REQUIRED WORK:
Where a line below holds the string "verbose", copy that line.

PROVIDED DATA:
- Opening Delimiter -
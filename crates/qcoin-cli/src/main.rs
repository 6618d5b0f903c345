//! qcoin command-line interface
//!
//! Plays the coin-flip cheater detection game on the local QVM, in
//! parallel or driven by classical control flow.

#[global_allocator]
static GLOBAL: mimalloc::MiMalloc = mimalloc::MiMalloc;

use clap::{Parser, Subcommand, ValueEnum};
use console::style;
use tracing_subscriber::EnvFilter;

use qcoin_games::GameKind;

mod commands;

use commands::{compare, control, demo, parallel, version};

/// qcoin - quantum cheater detection on a local QVM
#[derive(Parser)]
#[command(name = "qcoin")]
#[command(author, version, about, long_about = None)]
struct Cli {
    /// Verbosity level (-v, -vv, -vvv)
    #[arg(short, long, action = clap::ArgAction::Count, global = true)]
    verbose: u8,

    #[command(subcommand)]
    command: Commands,
}

#[derive(Subcommand)]
enum Commands {
    /// Play one game on a pool of worker threads
    Parallel {
        /// Game to play (fair, cheater, counterattack)
        #[arg(short, long, default_value = "fair")]
        game: GameKind,

        /// Number of worker threads
        #[arg(short, long, default_value = "4")]
        threads: usize,

        /// Shots per worker
        #[arg(short, long, default_value = "50")]
        shots: u32,

        /// Seed for the simulator
        #[arg(long, env = "QCOIN_SEED")]
        seed: Option<u64>,

        /// Output format
        #[arg(short, long, value_enum, default_value_t = OutputFormat::Table)]
        format: OutputFormat,
    },

    /// Compare one sequential run with a parallel one of the same size
    Compare {
        /// Number of worker threads
        #[arg(short, long, default_value = "4")]
        threads: usize,

        /// Total shots, split evenly across workers
        #[arg(long, default_value = "200")]
        total_shots: u32,

        /// Seed for the simulator
        #[arg(long, env = "QCOIN_SEED")]
        seed: Option<u64>,

        /// Output format
        #[arg(short, long, value_enum, default_value_t = OutputFormat::Table)]
        format: OutputFormat,
    },

    /// Run the classical control-flow scenarios
    Control {
        /// Scenario to run
        #[arg(short, long, value_enum, default_value_t = ControlPart::All)]
        part: ControlPart,

        /// Attempt budget of the retry loop
        #[arg(long, default_value = "1")]
        max_attempts: u32,

        /// Shots per part (defaults per part)
        #[arg(short, long)]
        shots: Option<u32>,

        /// Seed for the simulator
        #[arg(long, env = "QCOIN_SEED")]
        seed: Option<u64>,
    },

    /// Run every game, the speedup comparison and all control scenarios
    Demo {
        /// Seed for the simulator
        #[arg(long, env = "QCOIN_SEED")]
        seed: Option<u64>,
    },

    /// Show version information
    Version,
}

/// Report rendering.
#[derive(Debug, Clone, Copy, PartialEq, Eq, ValueEnum)]
pub enum OutputFormat {
    Table,
    Json,
}

/// Control-flow scenario selector.
#[derive(Debug, Clone, Copy, PartialEq, Eq, ValueEnum)]
pub enum ControlPart {
    /// IF/ELSE cheat detection
    #[value(name = "1")]
    IfElse,
    /// WHILE retry until the coins differ
    #[value(name = "2")]
    While,
    /// Conditional penalty
    #[value(name = "3")]
    Penalty,
    /// Nested multilevel detection
    #[value(name = "4")]
    Multilevel,
    /// All four, then the summary
    All,
}

#[tokio::main]
async fn main() -> anyhow::Result<()> {
    let cli = Cli::parse();

    let filter = match cli.verbose {
        0 => "warn",
        1 => "info",
        2 => "debug",
        _ => "trace",
    };

    tracing_subscriber::fmt()
        .with_env_filter(EnvFilter::try_from_default_env().unwrap_or_else(|_| EnvFilter::new(filter)))
        .with_target(false)
        .init();

    let result = match cli.command {
        Commands::Parallel {
            game,
            threads,
            shots,
            seed,
            format,
        } => parallel::execute(game, threads, shots, seed, format).await,

        Commands::Compare {
            threads,
            total_shots,
            seed,
            format,
        } => compare::execute(threads, total_shots, seed, format).await,

        Commands::Control {
            part,
            max_attempts,
            shots,
            seed,
        } => control::execute(part, max_attempts, shots, seed).await,

        Commands::Demo { seed } => demo::execute(seed).await,

        Commands::Version => {
            version::execute();
            Ok(())
        }
    };

    if let Err(e) = result {
        eprintln!("{} {:#}", style("Error:").red().bold(), e);
        std::process::exit(1);
    }

    Ok(())
}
- Closing Delimiter -
ANSWER SECTION:
    verbose: u8,
    let filter = match cli.verbose {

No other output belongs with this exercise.